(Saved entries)
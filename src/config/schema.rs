//! Profile and tool option definitions.
//!
//! A profile is a YAML document with one section per tool. Each tool
//! section may disable the tool and carries a free-form `options` map
//! whose keys the tool itself validates.

use serde::Deserialize;
use std::collections::BTreeMap;
use std::fmt;

use crate::error::{AdapterError, Result};

/// A single option value: boolean, string, or list of strings.
#[derive(Debug, Clone, PartialEq, Eq, Deserialize)]
#[serde(try_from = "serde_yaml::Value")]
pub enum OptionValue {
    Bool(bool),
    Text(String),
    List(Vec<String>),
}

impl OptionValue {
    /// Name of the value's type, for error messages.
    pub fn kind(&self) -> &'static str {
        match self {
            OptionValue::Bool(_) => "boolean",
            OptionValue::Text(_) => "string",
            OptionValue::List(_) => "list",
        }
    }

    pub fn as_bool(&self) -> Option<bool> {
        match self {
            OptionValue::Bool(b) => Some(*b),
            _ => None,
        }
    }

    pub fn as_text(&self) -> Option<&str> {
        match self {
            OptionValue::Text(s) => Some(s),
            _ => None,
        }
    }

    pub fn as_list(&self) -> Option<&[String]> {
        match self {
            OptionValue::List(items) => Some(items),
            _ => None,
        }
    }
}

impl TryFrom<serde_yaml::Value> for OptionValue {
    type Error = String;

    fn try_from(value: serde_yaml::Value) -> std::result::Result<Self, Self::Error> {
        use serde_yaml::Value;

        match value {
            Value::Bool(b) => Ok(OptionValue::Bool(b)),
            Value::String(s) => Ok(OptionValue::Text(s)),
            Value::Sequence(items) => items
                .into_iter()
                .map(|item| match item {
                    Value::String(s) => Ok(s),
                    other => Err(format!(
                        "list entries must be strings, found {}",
                        describe(&other)
                    )),
                })
                .collect::<std::result::Result<Vec<_>, _>>()
                .map(OptionValue::List),
            // Unquoted versions like 3.10 would silently become 3.1.
            Value::Number(n) => Err(format!("numeric value {} must be quoted", n)),
            other => Err(format!(
                "expected a boolean, string or list, found {}",
                describe(&other)
            )),
        }
    }
}

fn describe(value: &serde_yaml::Value) -> &'static str {
    use serde_yaml::Value;

    match value {
        Value::Null => "null",
        Value::Bool(_) => "boolean",
        Value::Number(_) => "number",
        Value::String(_) => "string",
        Value::Sequence(_) => "list",
        Value::Mapping(_) => "mapping",
        Value::Tagged(_) => "tagged value",
    }
}

impl From<bool> for OptionValue {
    fn from(b: bool) -> Self {
        OptionValue::Bool(b)
    }
}

impl From<&str> for OptionValue {
    fn from(s: &str) -> Self {
        OptionValue::Text(s.to_string())
    }
}

impl From<String> for OptionValue {
    fn from(s: String) -> Self {
        OptionValue::Text(s)
    }
}

impl From<Vec<&str>> for OptionValue {
    fn from(items: Vec<&str>) -> Self {
        OptionValue::List(items.into_iter().map(String::from).collect())
    }
}

impl fmt::Display for OptionValue {
    fn fmt(&self, f: &mut fmt::Formatter<'_>) -> fmt::Result {
        match self {
            OptionValue::Bool(b) => write!(f, "{}", b),
            OptionValue::Text(s) => write!(f, "{}", s),
            OptionValue::List(items) => write!(f, "[{}]", items.join(", ")),
        }
    }
}

/// Options for a single tool, keyed by option name.
///
/// Keys are kept sorted so iteration (and therefore the first unknown
/// key reported) is deterministic.
#[derive(Debug, Clone, Default, PartialEq, Eq, Deserialize)]
#[serde(transparent)]
pub struct ToolOptions(BTreeMap<String, OptionValue>);

impl ToolOptions {
    pub fn new() -> Self {
        Self::default()
    }

    /// Set an option, returning `self` for chaining.
    pub fn with(mut self, key: impl Into<String>, value: impl Into<OptionValue>) -> Self {
        self.insert(key, value);
        self
    }

    pub fn insert(&mut self, key: impl Into<String>, value: impl Into<OptionValue>) {
        self.0.insert(key.into(), value.into());
    }

    pub fn get(&self, key: &str) -> Option<&OptionValue> {
        self.0.get(key)
    }

    pub fn keys(&self) -> impl Iterator<Item = &str> {
        self.0.keys().map(String::as_str)
    }

    pub fn len(&self) -> usize {
        self.0.len()
    }

    pub fn is_empty(&self) -> bool {
        self.0.is_empty()
    }
}

impl<K: Into<String>, V: Into<OptionValue>> FromIterator<(K, V)> for ToolOptions {
    fn from_iter<I: IntoIterator<Item = (K, V)>>(iter: I) -> Self {
        Self(
            iter.into_iter()
                .map(|(k, v)| (k.into(), v.into()))
                .collect(),
        )
    }
}

/// One tool's section of a profile.
#[derive(Debug, Clone, PartialEq, Eq, Deserialize)]
pub struct ToolProfile {
    /// Whether the tool should run at all.
    #[serde(default = "default_run")]
    pub run: bool,

    /// Tool-specific options.
    #[serde(default)]
    pub options: ToolOptions,
}

impl Default for ToolProfile {
    fn default() -> Self {
        Self {
            run: default_run(),
            options: ToolOptions::default(),
        }
    }
}

fn default_run() -> bool {
    true
}

/// A loaded profile.
///
/// Sections are kept as raw YAML until a tool asks for its own, so a
/// profile shared with other tools (whose sections have other shapes)
/// still loads.
#[derive(Debug, Clone, Default, Deserialize)]
#[serde(transparent)]
pub struct Profile {
    sections: BTreeMap<String, serde_yaml::Value>,
}

impl Profile {
    /// Get the section for the named tool, or the default when absent.
    ///
    /// # Errors
    ///
    /// Returns `BadToolConfig` if the section exists but is malformed.
    pub fn tool(&self, name: &str) -> Result<ToolProfile> {
        match self.sections.get(name) {
            None | Some(serde_yaml::Value::Null) => Ok(ToolProfile::default()),
            Some(value) => serde_yaml::from_value(value.clone())
                .map_err(|e| AdapterError::bad_config(name, e.to_string())),
        }
    }

    /// Names of all sections present in the profile.
    pub fn section_names(&self) -> impl Iterator<Item = &str> {
        self.sections.keys().map(String::as_str)
    }
}
//! Tool adapters.
//!
//! A tool adapter wraps one external analyzer:
//!
//! - [`Tool`] - The trait every adapter implements
//! - [`RunReport`] - What a run produced
//! - [`mypy`] - The mypy type checker adapter
//!
//! # Example
//!
//! ```
//! use mypy_adapter::checker::{Checker, CheckerOutput};
//! use mypy_adapter::config::ToolOptions;
//! use mypy_adapter::files::FoundFiles;
//! use mypy_adapter::tools::{MypyTool, Tool};
//!
//! struct Canned;
//!
//! impl Checker for Canned {
//!     fn run(&self, _args: &[String]) -> mypy_adapter::Result<CheckerOutput> {
//!         Ok(CheckerOutput::from_report("app.py:3:1: error: Name \"x\" is not defined\n"))
//!     }
//! }
//!
//! let mut tool = MypyTool::with_checker(Canned);
//! tool.configure(&ToolOptions::new().with("strict", true)).unwrap();
//!
//! let files: FoundFiles = ["app.py"].into_iter().collect();
//! let report = tool.run(&files).unwrap();
//! assert_eq!(report.messages[0].location.line, 3);
//! ```

pub mod mypy;

pub use mypy::MypyTool;

use crate::config::{Profile, ToolOptions};
use crate::error::Result;
use crate::files::FoundFiles;
use crate::message::Message;

/// Result of running a tool.
#[derive(Debug, Clone, Default)]
pub struct RunReport {
    /// Diagnostics in the order the tool reported them.
    pub messages: Vec<Message>,

    /// Report lines that could not be understood.
    pub skipped: Vec<String>,
}

impl RunReport {
    /// Consume the report, keeping only the diagnostics.
    pub fn into_messages(self) -> Vec<Message> {
        self.messages
    }
}

/// An adapter around an external analysis tool.
pub trait Tool {
    /// Name of the tool; also the profile section it reads.
    fn name(&self) -> &str;

    /// Translate options into tool-specific arguments.
    ///
    /// Fails before anything is run if an option is unknown or malformed.
    fn configure(&mut self, options: &ToolOptions) -> Result<()>;

    /// Run the tool over the given files.
    fn run(&self, files: &FoundFiles) -> Result<RunReport>;
}

/// Configure a tool from its profile section and run it.
///
/// Returns `None` when the profile disables the tool.
pub fn run_tool(
    tool: &mut dyn Tool,
    profile: &Profile,
    files: &FoundFiles,
) -> Result<Option<RunReport>> {
    let section = profile.tool(tool.name())?;
    if !section.run {
        tracing::info!("{} is disabled by the profile", tool.name());
        return Ok(None);
    }

    tool.configure(&section.options)?;
    tool.run(files).map(Some)
}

ABOUT THIS TASK. Return the total of lines in these records that hold "Null", without any other words.

YOUR SOLUTION. 2